I'm working with the UK parliamentary election dataset from researchbriefings.parliament.uk, which for some reason has thought it worth including the vote share as a proportion as well as a number, but not worth including which party actually won in each constituency.
But with pandas
that should be simple to swiftly calculate, if we use pandas.DataFrame.idxmax
(as recommended in this question)...
-- However, my code refuses to work and I'm not sure why.
Here's the code:
import pandas as pd
# read in the file
elections = pd.read_csv(os.path.join(sys.path[0], '1918-2017election_results.csv'), encoding='cp1252')
# remove whitespace from column names
elections.rename(columns=lambda x: x.strip(), inplace=True)

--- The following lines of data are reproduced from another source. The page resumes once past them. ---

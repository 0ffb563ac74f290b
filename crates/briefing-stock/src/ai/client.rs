//! Rate-gated, retried access to the text provider

use crate::rate_gate::RateGate;
use briefing_llm::{CompletionRequest, LLMProvider, Message, Result, RetryPolicy};
use std::sync::Arc;
use tracing::debug;

/// Default completion budget per call
pub const DEFAULT_MAX_TOKENS: usize = 1024;

/// Provider handle shared by the AI stages
#[derive(Clone)]
pub struct AiClient {
    provider: Arc<dyn LLMProvider>,
    model: String,
    gate: RateGate,
    retry: RetryPolicy,
    max_tokens: usize,
}

impl AiClient {
    pub fn new(provider: Arc<dyn LLMProvider>, model: impl Into<String>) -> Self {
        Self {
            provider,
            model: model.into(),
            gate: RateGate::unlimited("ai"),
            retry: RetryPolicy::default(),
            max_tokens: DEFAULT_MAX_TOKENS,
        }
    }

    pub fn with_gate(mut self, gate: RateGate) -> Self {
        self.gate = gate;
        self
    }

    pub fn with_retry(mut self, retry: RetryPolicy) -> Self {
        self.retry = retry;
        self
    }

    pub fn with_max_tokens(mut self, max_tokens: usize) -> Self {
        self.max_tokens = max_tokens;
        self
    }

    pub fn model(&self) -> &str {
        &self.model
    }

    pub fn provider_name(&self) -> &str {
        self.provider.name()
    }

    /// Send one prompt and return the reply text
    ///
    /// Every attempt, retries included, first passes the rate gate.
    pub async fn complete(&self, operation: &str, system: &str, prompt: &str) -> Result<String> {
        let request = CompletionRequest::builder(self.model.clone())
            .system(system)
            .add_message(Message::user(prompt))
            .max_tokens(self.max_tokens)
            .temperature(0.2)
            .build();

        let response = self
            .retry
            .execute(operation, || {
                let request = request.clone();
                async move {
                    self.gate.wait().await;
                    self.provider.complete(request).await
                }
            })
            .await?;

        debug!(
            operation,
            tokens = response.usage.total(),
            stop_reason = ?response.stop_reason,
            "completion finished"
        );
        Ok(response.text().trim().to_string())
    }
}

impl std::fmt::Debug for AiClient {
    fn fmt(&self, f: &mut std::fmt::Formatter<'_>) -> std::fmt::Result {
        f.debug_struct("AiClient")
            .field("provider", &self.provider.name())
            .field("model", &self.model)
            .field("gate", &self.gate)
            .field("max_attempts", &self.retry.max_attempts)
            .finish_non_exhaustive()
    }
}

# find winning number of votes for each constituency
parties = ['con','lib','lab','natSW','oth']
elections['winning_votes'] = elections[(f'{party}_votes' for party in parties)].max(axis=1)
# find winning party for each constituency
elections['winning_party'] = elections[(f'{party}_votes' for party in parties)].idxmax(axis=1)
and this is the error I get:
TypeError: reduction operation 'argmax' not allowed for this dtype
Please tell me what I'm doing wrong or how I can use an alternative pythonic method of finding the winning party for each constituency. Thanks!